START THE DATA

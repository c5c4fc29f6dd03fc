use std::sync::Arc;

use axum::{
    body::{to_bytes, Body},
    http::{Request, StatusCode},
    Router,
};
use serde_json::{json, Value};
use tower::ServiceExt;
use work_timer::{
    api::create_router,
    settings::{MemoryStore, SettingsStore},
    state::AppState,
    tasks::TimerDriver,
};

fn app(pairs: &[(&'static str, &'static str)]) -> Router {
    let store: Box<dyn SettingsStore> = Box::new(MemoryStore::with_values(pairs.iter().copied()));
    let (driver, commands, snapshots) = TimerDriver::new(store).unwrap();
    tokio::spawn(driver.run());

    let state = Arc::new(AppState::new(0, "127.0.0.1".to_string(), commands, snapshots));
    create_router(state)
}

async fn request(app: &Router, method: &str, path: &str, body: Option<Value>) -> (StatusCode, Value) {
    let builder = Request::builder().method(method).uri(path);
    let request = match body {
        Some(body) => builder
            .header("content-type", "application/json")
            .body(Body::from(body.to_string()))
            .unwrap(),
        None => builder.body(Body::empty()).unwrap(),
    };

    let response = app.clone().oneshot(request).await.unwrap();
    let status = response.status();
    let bytes = to_bytes(response.into_body(), usize::MAX).await.unwrap();
    let value = if bytes.is_empty() {
        Value::Null
    } else {
        serde_json::from_slice(&bytes).unwrap()
    };
    (status, value)
}

#[tokio::test]
async fn health() {
    let app = app(&[]);
    let (status, body) = request(&app, "GET", "/health", None).await;
    assert_eq!(status, StatusCode::OK);
    assert_eq!(body["status"], "ok");
}

#[tokio::test]
async fn start_pause_reset_cycle() {
    let app = app(&[("Autostart", "false"), ("Minutes", "10")]);

    let (_, body) = request(&app, "GET", "/status", None).await;
    assert_eq!(body["timer"]["phase"], "idle");
    assert_eq!(body["timer"]["frame"]["text"], "00:10:00");
    assert_eq!(body["timer"]["frame"]["background"], "000000");

    let (status, body) = request(&app, "POST", "/start", None).await;
    assert_eq!(status, StatusCode::OK);
    assert_eq!(body["timer"]["phase"], "running");
    assert_eq!(body["timer"]["active_activities"], json!(["countdown"]));

    let (_, body) = request(&app, "POST", "/pause", None).await;
    assert_eq!(body["timer"]["phase"], "paused");
    assert_eq!(body["timer"]["active_activities"], json!(["pause_blink"]));
    assert_eq!(body["timer"]["frame"]["background"], "ff0000");

    let (_, body) = request(&app, "POST", "/reset", None).await;
    assert_eq!(body["timer"]["phase"], "idle");
    assert_eq!(body["timer"]["remaining_seconds"], 600);
    assert_eq!(body["timer"]["active_activities"], json!([]));

    let (_, body) = request(&app, "GET", "/status", None).await;
    assert_eq!(body["last_action"], "reset");
}

#[tokio::test]
async fn settings_round_trip_through_the_form() {
    let app = app(&[("Autostart", "false")]);

    let (status, body) = request(&app, "GET", "/settings", None).await;
    assert_eq!(status, StatusCode::OK);
    assert_eq!(body["settings"]["Minutes"], "25");
    assert_eq!(body["settings"]["Message"], "Take a break!");

    let (status, body) = request(
        &app,
        "POST",
        "/settings",
        Some(json!({"action": "commit", "values": {"Minutes": 5, "Colour": "#00FF00"}})),
    )
    .await;
    assert_eq!(status, StatusCode::OK);
    assert_eq!(body["message"], "Settings committed");
    assert_eq!(body["timer"]["frame"]["text_color"], "00ff00");
    assert_eq!(body["timer"]["remaining_seconds"], 1500);

    let (_, body) = request(&app, "GET", "/settings", None).await;
    assert_eq!(body["settings"]["Minutes"], "5");
    assert_eq!(body["settings"]["Colour"], "00ff00");
}

#[tokio::test]
async fn invalid_minutes_are_rejected_at_commit() {
    let app = app(&[("Autostart", "false")]);

    let (status, body) = request(
        &app,
        "POST",
        "/settings",
        Some(json!({"action": "commit", "values": {"Minutes": "soon", "Message": "x"}})),
    )
    .await;
    assert_eq!(status, StatusCode::BAD_REQUEST);
    assert_eq!(body["status"], "error");

    let (_, body) = request(&app, "GET", "/settings", None).await;
    assert_eq!(body["settings"]["Minutes"], "25");
    assert_eq!(body["settings"]["Message"], "Take a break!");
}

#[tokio::test]
async fn cancelled_settings_write_nothing() {
    let app = app(&[("Autostart", "false")]);

    let (status, body) = request(
        &app,
        "POST",
        "/settings",
        Some(json!({"action": "cancel", "values": {"Message": "ignored"}})),
    )
    .await;
    assert_eq!(status, StatusCode::OK);
    assert_eq!(body["message"], "Settings unchanged");

    let (_, body) = request(&app, "GET", "/settings", None).await;
    assert_eq!(body["settings"]["Message"], "Take a break!");
}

END THE DATA

> WHAT TO DO
Each line of the records above must be copied exactly.

> RESPONSE
repository c5c4fc29f6dd03fc
use std::sync::Arc;

use axum::{
    body::{to_bytes, Body},
    http::{Request, StatusCode},
    Router,
};
use serde_json::{json, Value};
use tower::ServiceExt;
use work_timer::{
    api::create_router,
    settings::{MemoryStore, SettingsStore},
    state::AppState,
    tasks::TimerDriver,
};

fn app(pairs: &[(&'static str, &'static str)]) -> Router {
    let store: Box<dyn SettingsStore> = Box::new(MemoryStore::with_values(pairs.iter().copied()));
    let (driver, commands, snapshots) = TimerDriver::new(store).unwrap();
    tokio::spawn(driver.run());

    let state = Arc::new(AppState::new(0, "127.0.0.1".to_string(), commands, snapshots));
    create_router(state)
}

async fn request(app: &Router, method: &str, path: &str, body: Option<Value>) -> (StatusCode, Value) {
    let builder = Request::builder().method(method).uri(path);
    let request = match body {
        Some(body) => builder
            .header("content-type", "application/json")
            .body(Body::from(body.to_string()))
            .unwrap(),
        None => builder.body(Body::empty()).unwrap(),
    };

    let response = app.clone().oneshot(request).await.unwrap();
    let status = response.status();
    let bytes = to_bytes(response.into_body(), usize::MAX).await.unwrap();
    let value = if bytes.is_empty() {
        Value::Null
    } else {
        serde_json::from_slice(&bytes).unwrap()
    };
    (status, value)
}

#[tokio::test]
async fn health() {
    let app = app(&[]);
    let (status, body) = request(&app, "GET", "/health", None).await;
    assert_eq!(status, StatusCode::OK);
    assert_eq!(body["status"], "ok");
}

#[tokio::test]
async fn start_pause_reset_cycle() {
    let app = app(&[("Autostart", "false"), ("Minutes", "10")]);

    let (_, body) = request(&app, "GET", "/status", None).await;
    assert_eq!(body["timer"]["phase"], "idle");
    assert_eq!(body["timer"]["frame"]["text"], "00:10:00");
    assert_eq!(body["timer"]["frame"]["background"], "000000");

    let (status, body) = request(&app, "POST", "/start", None).await;
    assert_eq!(status, StatusCode::OK);
    assert_eq!(body["timer"]["phase"], "running");
    assert_eq!(body["timer"]["active_activities"], json!(["countdown"]));

    let (_, body) = request(&app, "POST", "/pause", None).await;
    assert_eq!(body["timer"]["phase"], "paused");
    assert_eq!(body["timer"]["active_activities"], json!(["pause_blink"]));
    assert_eq!(body["timer"]["frame"]["background"], "ff0000");

    let (_, body) = request(&app, "POST", "/reset", None).await;
    assert_eq!(body["timer"]["phase"], "idle");
    assert_eq!(body["timer"]["remaining_seconds"], 600);
    assert_eq!(body["timer"]["active_activities"], json!([]));

    let (_, body) = request(&app, "GET", "/status", None).await;
    assert_eq!(body["last_action"], "reset");
}

#[tokio::test]
async fn settings_round_trip_through_the_form() {
    let app = app(&[("Autostart", "false")]);

    let (status, body) = request(&app, "GET", "/settings", None).await;
    assert_eq!(status, StatusCode::OK);
    assert_eq!(body["settings"]["Minutes"], "25");
    assert_eq!(body["settings"]["Message"], "Take a break!");

    let (status, body) = request(
        &app,
        "POST",
        "/settings",
        Some(json!({"action": "commit", "values": {"Minutes": 5, "Colour": "#00FF00"}})),
    )
    .await;
    assert_eq!(status, StatusCode::OK);
    assert_eq!(body["message"], "Settings committed");
    assert_eq!(body["timer"]["frame"]["text_color"], "00ff00");
    assert_eq!(body["timer"]["remaining_seconds"], 1500);

    let (_, body) = request(&app, "GET", "/settings", None).await;
    assert_eq!(body["settings"]["Minutes"], "5");
    assert_eq!(body["settings"]["Colour"], "00ff00");
}

#[tokio::test]
async fn invalid_minutes_are_rejected_at_commit() {
    let app = app(&[("Autostart", "false")]);

    let (status, body) = request(
        &app,
        "POST",
        "/settings",
        Some(json!({"action": "commit", "values": {"Minutes": "soon", "Message": "x"}})),
    )
    .await;
    assert_eq!(status, StatusCode::BAD_REQUEST);
    assert_eq!(body["status"], "error");

    let (_, body) = request(&app, "GET", "/settings", None).await;
    assert_eq!(body["settings"]["Minutes"], "25");
    assert_eq!(body["settings"]["Message"], "Take a break!");
}

#[tokio::test]
async fn cancelled_settings_write_nothing() {
    let app = app(&[("Autostart", "false")]);

    let (status, body) = request(
        &app,
        "POST",
        "/settings",
        Some(json!({"action": "cancel", "values": {"Message": "ignored"}})),
    )
    .await;
    assert_eq!(status, StatusCode::OK);
    assert_eq!(body["message"], "Settings unchanged");

    let (_, body) = request(&app, "GET", "/settings", None).await;
    assert_eq!(body["settings"]["Message"], "Take a break!");
}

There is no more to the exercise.